Pequeño inventario de manías : Noto
cómo se asoman nuevas manías con el mismo ritmo inevitable con el que percibo
cambios en mi cuerpo. En ambos casos puedo tomármelo muy en serio o jugar a
hacer un inventario con el que marcar distancia, como si le ocurriera a otro.
Aquí va una para la lista.
En el restaurante, después de
decirle a tres amables camareras (tres), que vamos a esperar para elegir vino,
acabo decidiéndome por un Ribera que cumple dos cualidades que en esta cena
valoro : no lo conozco y es el más barato de la carta. En una cena de grupo
conviene no cargar la cuenta final porque los hay que no beberán vino o que no
consideren que merezca la pena gastarse el dinero en él.
Pero no es solo un tema de dinero.
Si me decido por el “A0” es porque (y esto sepultará mi posible futuro como
sumiller) muchas veces me dejo llevar por los nombres y las etiquetas y éste me
parece muy sugerente. La primera letra (que parece actuar en nombre de las
demás) y el 0 (como embajador de toda la serie). Perfecto.

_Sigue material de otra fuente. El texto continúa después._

//! Cached Wrapper Module
//!
//! Wraps a target computation in the hit/miss interception protocol:
//! check the enable flags, look the key up, decode on hit, compute and
//! write back on miss. Blocking computations are bridged onto the worker
//! pool so the async scheduler never stalls.

use std::future::Future;
use std::sync::Arc;

use serde::de::DeserializeOwned;
use serde::Serialize;
use tracing::{debug, warn};

use crate::backend::Backend;
use crate::cache::MemoCache;
use crate::coder::Coder;
use crate::error::{CacheError, Result};
use crate::key::{KeyArgs, KeyBuilder};

// == Resolved Site ==
/// Per-invocation resolution of configuration and overrides.
struct ResolvedSite {
    backend: Arc<dyn Backend>,
    coder: Coder,
    key: String,
    expire: Option<u64>,
}

// == Cached Wrapper ==
/// A wrapped computation identified by its qualified function name.
///
/// Built by [`MemoCache::cached`]; per-site overrides take precedence over
/// the coordinator's defaults. The wrapper is reusable across invocations
/// and cheap to clone.
///
/// # Example
/// ```ignore
/// let get_user = cache.cached("users::get_user").namespace("users").expire(60);
/// let user: User = get_user
///     .get_or_compute(KeyArgs::new().arg(&user_id)?, || async { fetch(user_id).await })
///     .await?;
/// ```
#[derive(Clone)]
pub struct Cached {
    cache: Arc<MemoCache>,
    /// Qualified function name, part of every key this wrapper builds
    function: String,
    /// Namespace segment, empty unless overridden
    namespace: String,
    /// Per-site TTL override
    expire: Option<u64>,
    /// Per-site coder override
    coder: Option<Coder>,
    /// Per-site key builder override
    key_builder: Option<Arc<dyn KeyBuilder>>,
    /// Per-site opt-out; false skips both the read and the write path
    enabled: bool,
}

impl Cached {
    // == Constructor ==
    pub(crate) fn new(cache: Arc<MemoCache>, function: String) -> Self {
        Self {
            cache,
            function,
            namespace: String::new(),
            expire: None,
            coder: None,
            key_builder: None,
            enabled: true,
        }
    }

    // == Per-Site Overrides ==
    /// Sets the namespace for this call site.
    pub fn namespace(mut self, namespace: impl Into<String>) -> Self {
        self.namespace = namespace.into();
        self
    }

    /// Overrides the TTL for this call site.
    pub fn expire(mut self, expire: u64) -> Self {
        self.expire = Some(expire);
        self
    }

    /// Overrides the coder for this call site.
    pub fn coder(mut self, coder: Coder) -> Self {
        self.coder = Some(coder);
        self
    }

    /// Overrides the key builder for this call site.
    pub fn key_builder<K>(mut self, key_builder: K) -> Self
    where
        K: KeyBuilder + 'static,
    {
        self.key_builder = Some(Arc::new(key_builder));
        self
    }

    /// Opts this call site out of caching entirely when set to false.
    pub fn enabled(mut self, enabled: bool) -> Self {
        self.enabled = enabled;
        self
    }

    // == Get Or Compute (async) ==
    /// Runs the interception protocol around an async computation.
    ///
    /// On a hit the decoded value is returned and the computation never
    /// runs. On a miss the computation is awaited in place and its result
    /// written back. Computation errors propagate unchanged and nothing is
    /// stored for them.
    pub async fn get_or_compute<T, F, Fut>(&self, args: KeyArgs, compute: F) -> Result<T>
    where
        T: Serialize + DeserializeOwned,
        F: FnOnce() -> Fut,
        Fut: Future<Output = anyhow::Result<T>>,
    {
        if self.bypass() {
            return compute().await.map_err(CacheError::Compute);
        }

        let site = self.resolve(&args)?;
        if let Some(value) = self.try_get(&site).await? {
            return Ok(value);
        }

        let value = compute().await.map_err(CacheError::Compute)?;
        self.store(&site, &value).await?;
        Ok(value)
    }

    // == Get Or Compute (blocking) ==
    /// Runs the interception protocol around a blocking computation.
    ///
    /// The computation is dispatched to the bounded worker pool and the
    /// caller suspends until it completes; result or error comes back
    /// exactly as if the computation had been awaited directly. If the
    /// caller is cancelled while suspended, the worker's result is
    /// discarded and never stored.
    pub async fn get_or_compute_blocking<T, F>(&self, args: KeyArgs, compute: F) -> Result<T>
    where
        T: Serialize + DeserializeOwned + Send + 'static,
        F: FnOnce() -> anyhow::Result<T> + Send + 'static,
    {
        let pool = self.cache.blocking_pool()?;

        if self.bypass() {
            return pool.run(compute).await?.map_err(CacheError::Compute);
        }

        let site = self.resolve(&args)?;
        if let Some(value) = self.try_get(&site).await? {
            return Ok(value);
        }

        let value = pool.run(compute).await?.map_err(CacheError::Compute)?;
        self.store(&site, &value).await?;
        Ok(value)
    }

    // == Protocol Steps ==
    /// True when caching is bypassed globally or for this site.
    fn bypass(&self) -> bool {
        !self.enabled || !self.cache.is_enabled()
    }

    /// Resolves overrides against the coordinator's configuration and
    /// builds the cache key.
    fn resolve(&self, args: &KeyArgs) -> Result<ResolvedSite> {
        let backend = self.cache.backend()?;
        let coder = match &self.coder {
            Some(coder) => coder.clone(),
            None => self.cache.coder()?,
        };
        let key_builder = match &self.key_builder {
            Some(key_builder) => Arc::clone(key_builder),
            None => self.cache.key_builder()?,
        };
        let expire = match self.expire {
            Some(expire) => Some(expire),
            None => self.cache.expire()?,
        };

        let prefix = self.cache.prefix()?;
        let namespace = format!("{prefix}:{}", self.namespace);
        let key = key_builder.build(&namespace, &self.function, args);

        Ok(ResolvedSite {
            backend,
            coder,
            key,
            expire,
        })
    }

    /// Lookup step. Read-path backend errors propagate; a decode failure
    /// is surfaced as an error, never silently treated as a miss.
    async fn try_get<T: DeserializeOwned>(&self, site: &ResolvedSite) -> Result<Option<T>> {
        match site.backend.get(&site.key).await? {
            Some(bytes) => {
                debug!(function = %self.function, key = %site.key, "cache hit");
                let value = site.coder.decode(&bytes)?;
                Ok(Some(value))
            }
            None => {
                debug!(function = %self.function, key = %site.key, "cache miss");
                Ok(None)
            }
        }
    }

    /// Write-back step. A backend failure here must not mask the computed
    /// result, so it is reported and swallowed; an encode failure still
    /// propagates since the value itself is at fault.
    async fn store<T: Serialize>(&self, site: &ResolvedSite, value: &T) -> Result<()> {
        let bytes = site.coder.encode(value)?;
        if let Err(err) = site.backend.set(&site.key, bytes, site.expire).await {
            warn!(
                function = %self.function,
                key = %site.key,
                error = %err,
                "failed to store computed result, returning it uncached"
            );
        }
        Ok(())
    }
}

// == Unit Tests ==
#[cfg(test)]
mod tests {
    use super::*;
    use crate::backend::InMemoryBackend;
    use crate::config::CacheConfig;
    use async_trait::async_trait;
    use std::sync::atomic::{AtomicU32, Ordering};

    fn configured_cache() -> Arc<MemoCache> {
        let cache = Arc::new(MemoCache::new());
        cache.init(
            CacheConfig::builder(InMemoryBackend::new())
                .prefix("app")
                .expire(60)
                .build(),
        );
        cache
    }

    #[tokio::test]
    async fn test_second_call_is_a_hit() {
        let cache = configured_cache();
        let wrapped = cache.cached("tests::double");
        let calls = Arc::new(AtomicU32::new(0));

        for _ in 0..3 {
            let calls = Arc::clone(&calls);
            let result: u32 = wrapped
                .get_or_compute(KeyArgs::new().arg(&21).unwrap(), || async move {
                    calls.fetch_add(1, Ordering::SeqCst);
                    Ok(42)
                })
                .await
                .unwrap();
            assert_eq!(result, 42);
        }

        assert_eq!(calls.load(Ordering::SeqCst), 1);
    }

    #[tokio::test]
    async fn test_different_arguments_compute_separately() {
        let cache = configured_cache();
        let wrapped = cache.cached("tests::identity");

        let a: u32 = wrapped
            .get_or_compute(KeyArgs::new().arg(&1).unwrap(), || async { Ok(1) })
            .await
            .unwrap();
        let b: u32 = wrapped
            .get_or_compute(KeyArgs::new().arg(&2).unwrap(), || async { Ok(2) })
            .await
            .unwrap();

        assert_eq!((a, b), (1, 2));
    }

    #[tokio::test]
    async fn test_global_bypass_always_computes_and_never_writes() {
        let cache = configured_cache();
        cache.set_enable(false);
        let wrapped = cache.cached("tests::bypass");
        let calls = Arc::new(AtomicU32::new(0));

        for _ in 0..2 {
            let calls = Arc::clone(&calls);
            let _: u32 = wrapped
                .get_or_compute(KeyArgs::new(), || async move {
                    calls.fetch_add(1, Ordering::SeqCst);
                    Ok(7)
                })
                .await
                .unwrap();
        }

        assert_eq!(calls.load(Ordering::SeqCst), 2);
        // Nothing was written while disabled
        assert_eq!(cache.clear(None, None).await.unwrap(), 0);
    }

    #[tokio::test]
    async fn test_per_site_opt_out() {
        let cache = configured_cache();
        let wrapped = cache.cached("tests::opt_out").enabled(false);
        let calls = Arc::new(AtomicU32::new(0));

        for _ in 0..2 {
            let calls = Arc::clone(&calls);
            let _: u32 = wrapped
                .get_or_compute(KeyArgs::new(), || async move {
                    calls.fetch_add(1, Ordering::SeqCst);
                    Ok(7)
                })
                .await
                .unwrap();
        }

        assert_eq!(calls.load(Ordering::SeqCst), 2);
    }

    #[tokio::test]
    async fn test_computation_error_propagates_and_stores_nothing() {
        let cache = configured_cache();
        let wrapped = cache.cached("tests::failing");
        let calls = Arc::new(AtomicU32::new(0));

        for expected_calls in 1..=2u32 {
            let calls_for_closure = Arc::clone(&calls);
            let result: Result<u32> = wrapped
                .get_or_compute(KeyArgs::new().arg(&5).unwrap(), || async move {
                    calls_for_closure.fetch_add(1, Ordering::SeqCst);
                    anyhow::bail!("upstream unavailable")
                })
                .await;

            assert!(matches!(result, Err(CacheError::Compute(_))));
            // The failure was not cached; the computation ran again
            assert_eq!(calls.load(Ordering::SeqCst), expected_calls);
        }
    }

    #[tokio::test]
    async fn test_decode_failure_surfaces_not_recomputes() {
        let cache = configured_cache();
        let calls = Arc::new(AtomicU32::new(0));

        // Store a string under the site's key
        let as_string = cache.cached("tests::conflicted");
        let _: String = as_string
            .get_or_compute(KeyArgs::new().arg(&1).unwrap(), || async {
                Ok("hello".to_string())
            })
            .await
            .unwrap();

        // Same function identity and arguments, incompatible target type
        let as_number = cache.cached("tests::conflicted");
        let counting = Arc::clone(&calls);
        let result: Result<u32> = as_number
            .get_or_compute(KeyArgs::new().arg(&1).unwrap(), || async move {
                counting.fetch_add(1, Ordering::SeqCst);
                Ok(9)
            })
            .await;

        assert!(matches!(result, Err(CacheError::Decode { .. })));
        assert_eq!(calls.load(Ordering::SeqCst), 0, "decode failure must not recompute");
    }

    // == Write-Path Shielding ==
    #[derive(Debug)]
    struct WriteFailingBackend {
        inner: InMemoryBackend,
    }

    #[async_trait]
    impl Backend for WriteFailingBackend {
        async fn get(&self, key: &str) -> Result<Option<Vec<u8>>> {
            self.inner.get(key).await
        }

        async fn set(&self, _key: &str, _value: Vec<u8>, _expire: Option<u64>) -> Result<()> {
            Err(CacheError::Backend("store unavailable".to_string()))
        }

        async fn clear(&self, namespace: Option<&str>, key: Option<&str>) -> Result<u64> {
            self.inner.clear(namespace, key).await
        }
    }

    #[tokio::test]
    async fn test_store_failure_does_not_mask_result() {
        let cache = Arc::new(MemoCache::new());
        cache.init(
            CacheConfig::builder(WriteFailingBackend {
                inner: InMemoryBackend::new(),
            })
            .build(),
        );
        let wrapped = cache.cached("tests::unstorable");

        let result: u32 = wrapped
            .get_or_compute(KeyArgs::new(), || async { Ok(13) })
            .await
            .unwrap();

        assert_eq!(result, 13);
    }

    // == Blocking Bridge ==
    #[tokio::test]
    async fn test_blocking_computation_is_cached() {
        let cache = configured_cache();
        let wrapped = cache.cached("tests::blocking");
        let calls = Arc::new(AtomicU32::new(0));

        for _ in 0..2 {
            let calls = Arc::clone(&calls);
            let result: u64 = wrapped
                .get_or_compute_blocking(KeyArgs::new().arg(&"x").unwrap(), move || {
                    calls.fetch_add(1, Ordering::SeqCst);
                    Ok(99)
                })
                .await
                .unwrap();
            assert_eq!(result, 99);
        }

        assert_eq!(calls.load(Ordering::SeqCst), 1);
    }

    #[tokio::test]
    async fn test_blocking_error_propagates() {
        let cache = configured_cache();
        let wrapped = cache.cached("tests::blocking_fail");

        let result: Result<u64> = wrapped
            .get_or_compute_blocking(KeyArgs::new(), || anyhow::bail!("disk on fire"))
            .await;

        match result {
            Err(CacheError::Compute(err)) => {
                assert!(err.to_string().contains("disk on fire"));
            }
            other => panic!("expected Compute error, got {other:?}"),
        }
    }

    #[tokio::test]
    async fn test_expire_override_beats_global_default() {
        let cache = configured_cache(); // global expire 60
        let wrapped = cache.cached("tests::short_lived").expire(1);

        let _: u32 = wrapped
            .get_or_compute(KeyArgs::new(), || async { Ok(1) })
            .await
            .unwrap();

        tokio::time::sleep(std::time::Duration::from_millis(1100)).await;

        let calls = Arc::new(AtomicU32::new(0));
        let counting = Arc::clone(&calls);
        let _: u32 = wrapped
            .get_or_compute(KeyArgs::new(), || async move {
                counting.fetch_add(1, Ordering::SeqCst);
                Ok(2)
            })
            .await
            .unwrap();

        assert_eq!(calls.load(Ordering::SeqCst), 1, "entry should have expired");
    }
}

Lo del A0, además, me suena a grupo
sanguíneo : los que no desarrollan antígenos pero crean anticuerpos contra
ellos. Por lo poco que recuerdo, el grupo 0 es donador universal, así que
pedir una botella de este vino ahora es defender, en este momento de exaltación
del terruño, a aquellas ideologías que pretenden abarcar en vez de excluir. Un
gesto que se perderá, como levantar una escultura de hielo en una playa de
Huelva.
Son, pues, dos razones subjetivas,
muy subjetivas, las que finalmente me llevan a anunciar que vamos a acompañar
la carne con este vino. La cuarta camarera que nos atiende lo escribe en su
libreta y se marcha.
Y entonces, poco después, viene el
dueño a charlar con nosotros. Alaba nuestra elección de carnes pero pone mala
cara cuando ve lo del vino (como si la camarera lo hubiera escrito con be).
Está a punto, lo sé, de hacer algo que no debe. Lo veo. Debería levantar la
mano y adelantarme y decirle cualquier cosa para frenarlo. Me tiro a la escuadra para
parar el tiro, pero me temo que llego tarde. Dice : “Este Ribera…”. Dice : “Si
me permiten, les voy a recomendar uno de Extremadura”. Dice : “Uno que sale muy
bien”.
El resto de la mesa asiente porque
el dueño sabe expresarse, pero hay dos cosas que debería decirle. La primera es
que nunca se debe proponer un vino del que no se sabe el precio. Es una
encerrona : nadie, para no quedar mal, va a preguntar lo que cuesta. Segundo :
yo tengo mis razones, tremendamente subjetivas, para elegir ese vino y no me
veo con ganas para defenderlo porque no entran en lo etnológico. Se refieren
únicamente a lo mío.
Sé que es una manía mía, pero es
mía, son cosas de la edad y tengo que aceptarla para seguir llevándome más o
menos bien conmigo mismo : no soporto que me cambien un vino. Es como una ficha
que se ha movido en el ajedrez o una carta que ya se ha enseñado a los demás.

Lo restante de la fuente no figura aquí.